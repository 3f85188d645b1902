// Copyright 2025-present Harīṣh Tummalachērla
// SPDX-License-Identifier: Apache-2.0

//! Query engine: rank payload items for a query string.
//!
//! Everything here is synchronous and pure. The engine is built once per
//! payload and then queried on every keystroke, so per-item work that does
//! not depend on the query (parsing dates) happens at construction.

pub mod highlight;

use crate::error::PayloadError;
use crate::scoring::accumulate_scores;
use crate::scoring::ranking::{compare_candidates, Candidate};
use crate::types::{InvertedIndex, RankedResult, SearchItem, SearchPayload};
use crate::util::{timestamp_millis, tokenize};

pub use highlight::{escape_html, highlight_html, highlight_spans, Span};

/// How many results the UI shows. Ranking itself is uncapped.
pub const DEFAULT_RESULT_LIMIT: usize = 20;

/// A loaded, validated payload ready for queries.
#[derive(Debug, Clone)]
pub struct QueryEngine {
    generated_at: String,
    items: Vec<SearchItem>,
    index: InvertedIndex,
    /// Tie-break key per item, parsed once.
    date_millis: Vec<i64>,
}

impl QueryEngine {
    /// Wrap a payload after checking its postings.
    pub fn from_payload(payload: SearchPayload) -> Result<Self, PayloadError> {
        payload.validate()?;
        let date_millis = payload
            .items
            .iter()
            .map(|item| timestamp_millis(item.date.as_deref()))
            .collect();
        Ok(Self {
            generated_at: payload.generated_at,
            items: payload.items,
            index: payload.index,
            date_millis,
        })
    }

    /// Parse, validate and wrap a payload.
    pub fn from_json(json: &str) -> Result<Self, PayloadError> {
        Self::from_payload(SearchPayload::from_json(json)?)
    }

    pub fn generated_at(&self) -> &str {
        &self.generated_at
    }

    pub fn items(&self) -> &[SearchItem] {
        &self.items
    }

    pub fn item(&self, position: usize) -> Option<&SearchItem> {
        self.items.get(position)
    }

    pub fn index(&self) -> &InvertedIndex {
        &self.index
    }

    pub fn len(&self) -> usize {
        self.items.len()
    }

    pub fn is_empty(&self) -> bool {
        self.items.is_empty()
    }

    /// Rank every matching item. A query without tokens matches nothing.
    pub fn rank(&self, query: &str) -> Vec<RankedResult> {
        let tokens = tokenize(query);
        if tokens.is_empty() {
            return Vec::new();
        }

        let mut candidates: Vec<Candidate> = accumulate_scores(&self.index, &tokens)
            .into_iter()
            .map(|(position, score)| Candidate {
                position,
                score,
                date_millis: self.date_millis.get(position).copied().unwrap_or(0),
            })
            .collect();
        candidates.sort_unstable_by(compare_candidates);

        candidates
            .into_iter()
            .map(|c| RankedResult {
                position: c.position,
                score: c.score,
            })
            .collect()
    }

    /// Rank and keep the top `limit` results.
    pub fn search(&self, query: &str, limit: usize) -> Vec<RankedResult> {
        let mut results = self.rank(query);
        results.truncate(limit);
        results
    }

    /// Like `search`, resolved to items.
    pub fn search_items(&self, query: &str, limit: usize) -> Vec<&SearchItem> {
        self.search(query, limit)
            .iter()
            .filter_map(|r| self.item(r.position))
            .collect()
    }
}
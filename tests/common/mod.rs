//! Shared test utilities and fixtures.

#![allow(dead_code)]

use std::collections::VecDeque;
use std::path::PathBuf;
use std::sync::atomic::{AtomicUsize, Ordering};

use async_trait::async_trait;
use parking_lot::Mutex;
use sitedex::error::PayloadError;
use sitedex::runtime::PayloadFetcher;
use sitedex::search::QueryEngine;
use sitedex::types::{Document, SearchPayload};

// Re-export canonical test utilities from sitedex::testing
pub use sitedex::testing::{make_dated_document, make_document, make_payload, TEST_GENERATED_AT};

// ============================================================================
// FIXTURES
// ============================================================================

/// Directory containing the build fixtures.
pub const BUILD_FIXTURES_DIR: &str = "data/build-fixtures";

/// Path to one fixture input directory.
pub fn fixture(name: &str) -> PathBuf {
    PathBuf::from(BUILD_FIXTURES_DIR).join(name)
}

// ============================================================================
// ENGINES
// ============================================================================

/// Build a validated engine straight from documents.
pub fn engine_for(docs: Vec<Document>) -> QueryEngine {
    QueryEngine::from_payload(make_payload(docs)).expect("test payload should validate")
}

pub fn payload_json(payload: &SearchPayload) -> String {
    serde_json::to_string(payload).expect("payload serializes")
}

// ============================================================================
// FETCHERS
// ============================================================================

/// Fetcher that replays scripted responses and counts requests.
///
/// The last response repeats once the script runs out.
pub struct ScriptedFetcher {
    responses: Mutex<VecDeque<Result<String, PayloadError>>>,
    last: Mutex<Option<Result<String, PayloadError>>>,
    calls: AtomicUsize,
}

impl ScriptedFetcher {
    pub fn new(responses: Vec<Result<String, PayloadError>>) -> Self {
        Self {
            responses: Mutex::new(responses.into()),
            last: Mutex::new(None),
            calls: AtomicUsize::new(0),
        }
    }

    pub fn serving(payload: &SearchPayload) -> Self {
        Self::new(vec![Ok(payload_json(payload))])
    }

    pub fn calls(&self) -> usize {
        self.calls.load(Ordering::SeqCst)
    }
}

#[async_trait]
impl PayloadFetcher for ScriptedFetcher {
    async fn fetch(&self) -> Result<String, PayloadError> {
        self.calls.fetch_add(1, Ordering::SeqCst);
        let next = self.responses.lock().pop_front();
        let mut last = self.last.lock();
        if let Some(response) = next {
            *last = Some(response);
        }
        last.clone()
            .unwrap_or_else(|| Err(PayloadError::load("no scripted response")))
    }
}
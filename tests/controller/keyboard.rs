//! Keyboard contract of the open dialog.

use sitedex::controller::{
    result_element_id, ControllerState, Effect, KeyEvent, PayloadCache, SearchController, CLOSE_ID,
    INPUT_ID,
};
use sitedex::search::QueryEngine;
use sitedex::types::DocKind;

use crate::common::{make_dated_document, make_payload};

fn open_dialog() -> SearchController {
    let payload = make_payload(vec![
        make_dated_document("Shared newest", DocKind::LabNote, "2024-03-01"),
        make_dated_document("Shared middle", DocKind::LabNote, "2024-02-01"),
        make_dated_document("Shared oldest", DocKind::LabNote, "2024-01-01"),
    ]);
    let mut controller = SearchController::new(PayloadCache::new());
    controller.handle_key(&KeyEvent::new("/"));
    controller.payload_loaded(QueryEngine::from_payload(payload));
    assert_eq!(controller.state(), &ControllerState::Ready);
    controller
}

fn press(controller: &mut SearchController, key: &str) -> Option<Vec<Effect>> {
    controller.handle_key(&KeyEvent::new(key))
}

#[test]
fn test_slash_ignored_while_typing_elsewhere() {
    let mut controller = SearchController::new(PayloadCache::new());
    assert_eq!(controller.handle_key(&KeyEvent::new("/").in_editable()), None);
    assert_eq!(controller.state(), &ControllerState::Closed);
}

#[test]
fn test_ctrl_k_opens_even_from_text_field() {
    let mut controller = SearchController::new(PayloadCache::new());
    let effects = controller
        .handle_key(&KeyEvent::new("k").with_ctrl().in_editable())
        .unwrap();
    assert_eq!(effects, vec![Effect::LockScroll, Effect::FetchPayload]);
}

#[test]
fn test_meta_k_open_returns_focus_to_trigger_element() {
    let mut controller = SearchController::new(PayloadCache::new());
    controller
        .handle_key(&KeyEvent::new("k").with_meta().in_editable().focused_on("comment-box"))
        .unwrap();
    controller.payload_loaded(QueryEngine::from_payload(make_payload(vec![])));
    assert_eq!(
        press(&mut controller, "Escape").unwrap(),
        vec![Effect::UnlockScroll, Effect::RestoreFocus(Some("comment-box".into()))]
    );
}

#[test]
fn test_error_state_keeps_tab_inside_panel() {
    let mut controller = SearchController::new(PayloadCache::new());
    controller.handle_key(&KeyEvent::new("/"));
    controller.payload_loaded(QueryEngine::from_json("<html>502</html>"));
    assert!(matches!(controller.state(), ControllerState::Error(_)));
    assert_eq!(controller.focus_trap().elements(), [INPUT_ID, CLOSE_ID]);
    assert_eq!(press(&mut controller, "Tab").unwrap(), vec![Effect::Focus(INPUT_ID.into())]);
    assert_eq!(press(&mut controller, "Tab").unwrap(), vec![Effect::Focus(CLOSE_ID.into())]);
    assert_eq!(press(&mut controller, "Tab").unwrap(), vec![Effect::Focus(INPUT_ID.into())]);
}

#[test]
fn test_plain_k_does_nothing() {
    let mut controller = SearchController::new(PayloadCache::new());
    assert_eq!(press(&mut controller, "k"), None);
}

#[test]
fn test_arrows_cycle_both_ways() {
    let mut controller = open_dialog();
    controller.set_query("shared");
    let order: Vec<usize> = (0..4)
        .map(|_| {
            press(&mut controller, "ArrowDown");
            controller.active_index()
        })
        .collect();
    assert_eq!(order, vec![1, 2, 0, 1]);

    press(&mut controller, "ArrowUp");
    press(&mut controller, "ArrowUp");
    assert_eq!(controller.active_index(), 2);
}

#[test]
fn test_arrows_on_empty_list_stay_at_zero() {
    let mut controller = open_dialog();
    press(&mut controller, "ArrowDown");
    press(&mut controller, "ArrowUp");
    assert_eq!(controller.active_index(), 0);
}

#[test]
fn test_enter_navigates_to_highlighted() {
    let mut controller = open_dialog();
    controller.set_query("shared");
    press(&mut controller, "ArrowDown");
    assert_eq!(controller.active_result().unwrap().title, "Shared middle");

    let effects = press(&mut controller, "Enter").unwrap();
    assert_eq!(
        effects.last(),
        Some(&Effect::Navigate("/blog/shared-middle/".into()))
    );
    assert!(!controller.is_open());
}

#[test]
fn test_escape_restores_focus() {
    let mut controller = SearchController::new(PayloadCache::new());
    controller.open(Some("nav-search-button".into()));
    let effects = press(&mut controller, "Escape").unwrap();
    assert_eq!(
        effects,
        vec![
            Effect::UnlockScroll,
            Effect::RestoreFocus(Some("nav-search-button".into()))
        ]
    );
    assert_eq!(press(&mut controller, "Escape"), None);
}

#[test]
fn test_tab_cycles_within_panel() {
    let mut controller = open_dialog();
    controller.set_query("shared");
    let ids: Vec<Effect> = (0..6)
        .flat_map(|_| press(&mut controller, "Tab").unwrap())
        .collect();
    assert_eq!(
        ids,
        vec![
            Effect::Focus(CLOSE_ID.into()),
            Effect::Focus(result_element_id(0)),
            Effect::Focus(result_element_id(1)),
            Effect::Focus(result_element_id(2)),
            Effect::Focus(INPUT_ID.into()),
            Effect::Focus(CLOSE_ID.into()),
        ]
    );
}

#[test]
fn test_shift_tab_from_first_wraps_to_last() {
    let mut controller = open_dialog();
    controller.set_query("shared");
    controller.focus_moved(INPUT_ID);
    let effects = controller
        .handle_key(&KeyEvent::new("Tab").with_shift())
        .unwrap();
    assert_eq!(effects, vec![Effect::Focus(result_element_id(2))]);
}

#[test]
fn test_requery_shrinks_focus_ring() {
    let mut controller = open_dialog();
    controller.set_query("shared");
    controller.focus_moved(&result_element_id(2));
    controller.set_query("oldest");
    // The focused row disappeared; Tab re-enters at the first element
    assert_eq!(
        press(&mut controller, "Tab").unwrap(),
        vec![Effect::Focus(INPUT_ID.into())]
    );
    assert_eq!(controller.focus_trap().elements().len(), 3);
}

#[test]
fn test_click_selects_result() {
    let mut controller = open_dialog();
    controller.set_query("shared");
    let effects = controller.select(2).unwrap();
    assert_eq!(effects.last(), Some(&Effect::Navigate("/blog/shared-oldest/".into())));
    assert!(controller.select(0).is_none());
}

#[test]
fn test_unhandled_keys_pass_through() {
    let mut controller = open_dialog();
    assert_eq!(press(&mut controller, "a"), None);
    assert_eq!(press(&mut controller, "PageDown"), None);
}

------------------------------

▸ **EXERCISE AIM**: Scan the data above for the word "docs" and report every line where it is found.

▸ **OUTPUT**:
pub fn engine_for(docs: Vec<Document>) -> QueryEngine {
    QueryEngine::from_payload(make_payload(docs)).expect("test payload should validate")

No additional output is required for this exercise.